The discovery of gas at first had no significant impact on Amarillo or the Panhandle even though it soon became available commercially as a cheap fuel for heating and cooking in homes and businesses and a few industries.

Another group of investors put together a group of leases in Carson County, east of Amarillo, and succeeding in getting the Gulf Production Co. interested in drilling a test well. That hole brought only gas, but on May 2, 1921, a second test, the Gulf Oil No. 2 Burnett, struck oil at 3,052 feet. The well produced 200 barrels a day, but it had been proven that the Panhandle might have more to offer than good grazing and farming land. Following the initial discoveries in Carson County, drilling spread across the Panhandle.

In Hutchinson County, the Dixon Creek Oil and Refining Co. No. 1 Smith came in at 400 barrels a day in March 1925. By the summer of 1926, a total of 174 High Plains wells averaged 48,985 gallons a day. The company's No. 2 Smith hit oil in December, the well making 3,000 barrels a day. Based on that, the No. 1 well was reentered and drilled a bit deeper. That proved to have been a pretty good idea because the well blew in as a gusher on January 11, 1926, producing 10,000 barrels a day. Nine months later 813 wells along or near Dixon Creek were producing 165,000 barrels a day.

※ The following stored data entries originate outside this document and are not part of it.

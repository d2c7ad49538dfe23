//! Request and error types shared by every generation service.

use std::fmt;

use thiserror::Error;

/// Which of the three structured outputs a request asks for.
#[derive(Debug, Clone, Copy, PartialEq, Eq, Hash)]
pub enum RequestKind {
    MealPlan,
    Guidelines,
    Tips,
}

impl fmt::Display for RequestKind {
    fn fmt(&self, f: &mut fmt::Formatter<'_>) -> fmt::Result {
        let s = match self {
            Self::MealPlan => "meal_plan",
            Self::Guidelines => "guidelines",
            Self::Tips => "tips",
        };
        f.write_str(s)
    }
}

/// A prompt plus the JSON schema the answer must follow.
#[derive(Debug, Clone, PartialEq)]
pub struct GenerationRequest {
    pub kind: RequestKind,
    pub prompt: String,
    /// Output schema in the service's OpenAPI-subset dialect.
    pub schema: serde_json::Value,
}

/// Everything that can go wrong between composing a prompt and holding a
/// validated result.
#[derive(Debug, Error)]
pub enum GenerationError {
    #[error("no API key configured for the generation service")]
    MissingApiKey,

    #[error("request to the generation service failed: {0}")]
    Transport(String),

    #[error("generation service returned HTTP {status}: {message}")]
    Api { status: u16, message: String },

    #[error("generation service returned no content")]
    EmptyResponse,

    #[error("generation service refused the request: {0}")]
    Refused(String),

    #[error("{kind} response is not valid JSON: {source}")]
    Parse {
        kind: RequestKind,
        #[source]
        source: serde_json::Error,
    },

    #[error("{kind} response failed validation: {reason}")]
    InvalidResponse { kind: RequestKind, reason: String },

    #[error("generation request was cancelled")]
    Cancelled,
}

impl GenerationError {
    /// Shorthand for an [`GenerationError::InvalidResponse`].
    pub fn invalid(kind: RequestKind, reason: impl Into<String>) -> Self {
        Self::InvalidResponse {
            kind,
            reason: reason.into(),
        }
    }

    /// True for failures caused by the payload rather than the transport.
    pub fn is_bad_payload(&self) -> bool {
        matches!(
            self,
            Self::Parse { .. } | Self::InvalidResponse { .. } | Self::EmptyResponse
        )
    }
}

#[cfg(test)]
mod tests {
    use super::*;

    #[test]
    fn kind_display_is_snake_case() {
        assert_eq!(RequestKind::MealPlan.to_string(), "meal_plan");
        assert_eq!(RequestKind::Tips.to_string(), "tips");
    }

    #[test]
    fn invalid_response_message_names_kind() {
        let err = GenerationError::invalid(RequestKind::Guidelines, "dailyCalories must be positive");
        assert_eq!(
            err.to_string(),
            "guidelines response failed validation: dailyCalories must be positive"
        );
        assert!(err.is_bad_payload());
        assert!(!GenerationError::Cancelled.is_bad_payload());
    }
}
use std::env;
use std::path::PathBuf;

/// Storage configuration.
///
/// Reads from the `NUTRIGUIDE_DATA_DIR` environment variable, falling back to
/// `$XDG_DATA_HOME/nutriguide` or `~/.local/share/nutriguide` when unset.
#[derive(Debug, Clone)]
pub struct StoreConfig {
    /// Directory holding one JSON file per slot.
    pub data_dir: PathBuf,
}

impl StoreConfig {
    /// Environment variable overriding the data directory.
    pub const DATA_DIR_ENV: &str = "NUTRIGUIDE_DATA_DIR";

    /// Build a config from the environment.
    ///
    /// Priority: `NUTRIGUIDE_DATA_DIR` env var, then [`Self::default_data_dir`].
    pub fn from_env() -> Self {
        let data_dir = env::var(Self::DATA_DIR_ENV)
            .map(PathBuf::from)
            .unwrap_or_else(|_| Self::default_data_dir());
        Self { data_dir }
    }

    /// Build a config from an explicit directory (useful for tests and CLI flags).
    pub fn new(data_dir: impl Into<PathBuf>) -> Self {
        Self {
            data_dir: data_dir.into(),
        }
    }

    /// XDG data layout: `$XDG_DATA_HOME/nutriguide` or `~/.local/share/nutriguide`.
    pub fn default_data_dir() -> PathBuf {
        if let Ok(xdg) = env::var("XDG_DATA_HOME") {
            return PathBuf::from(xdg).join("nutriguide");
        }
        dirs::home_dir()
            .unwrap_or_else(|| PathBuf::from("."))
            .join(".local")
            .join("share")
            .join("nutriguide")
    }

    /// Path of the log file written while the dashboard owns the terminal.
    pub fn log_path(&self) -> PathBuf {
        self.data_dir.join("nutriguide.log")
    }
}

impl Default for StoreConfig {
    fn default() -> Self {
        Self::from_env()
    }
}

The northern-most part of the state had been found to be what one writer termed "petroliferous." Oklahoma land promoter A. P. "Ace" Borger and partner John R. Miller, an attorney, bought a 240-acre tract in the southern part of the county and developed a town site. Borger not-so-mod- estly thought the place should be named in his honor, and Borger, Texas, was born. In March 1926, Borger, Texas, shot up from Canadian river-break ranchland to boom-town status like a valve blow- ing off an over-pressured pipe. By the early fall, Borger approached a population of 45,000 and had a rail connection, a post office and a school, not to mention hotels, stores, bars and houses of ill repute. Soon it also had a power plant for electrical generation, telephone service, a hospital and a scrappy newspaper, the Borger Herald.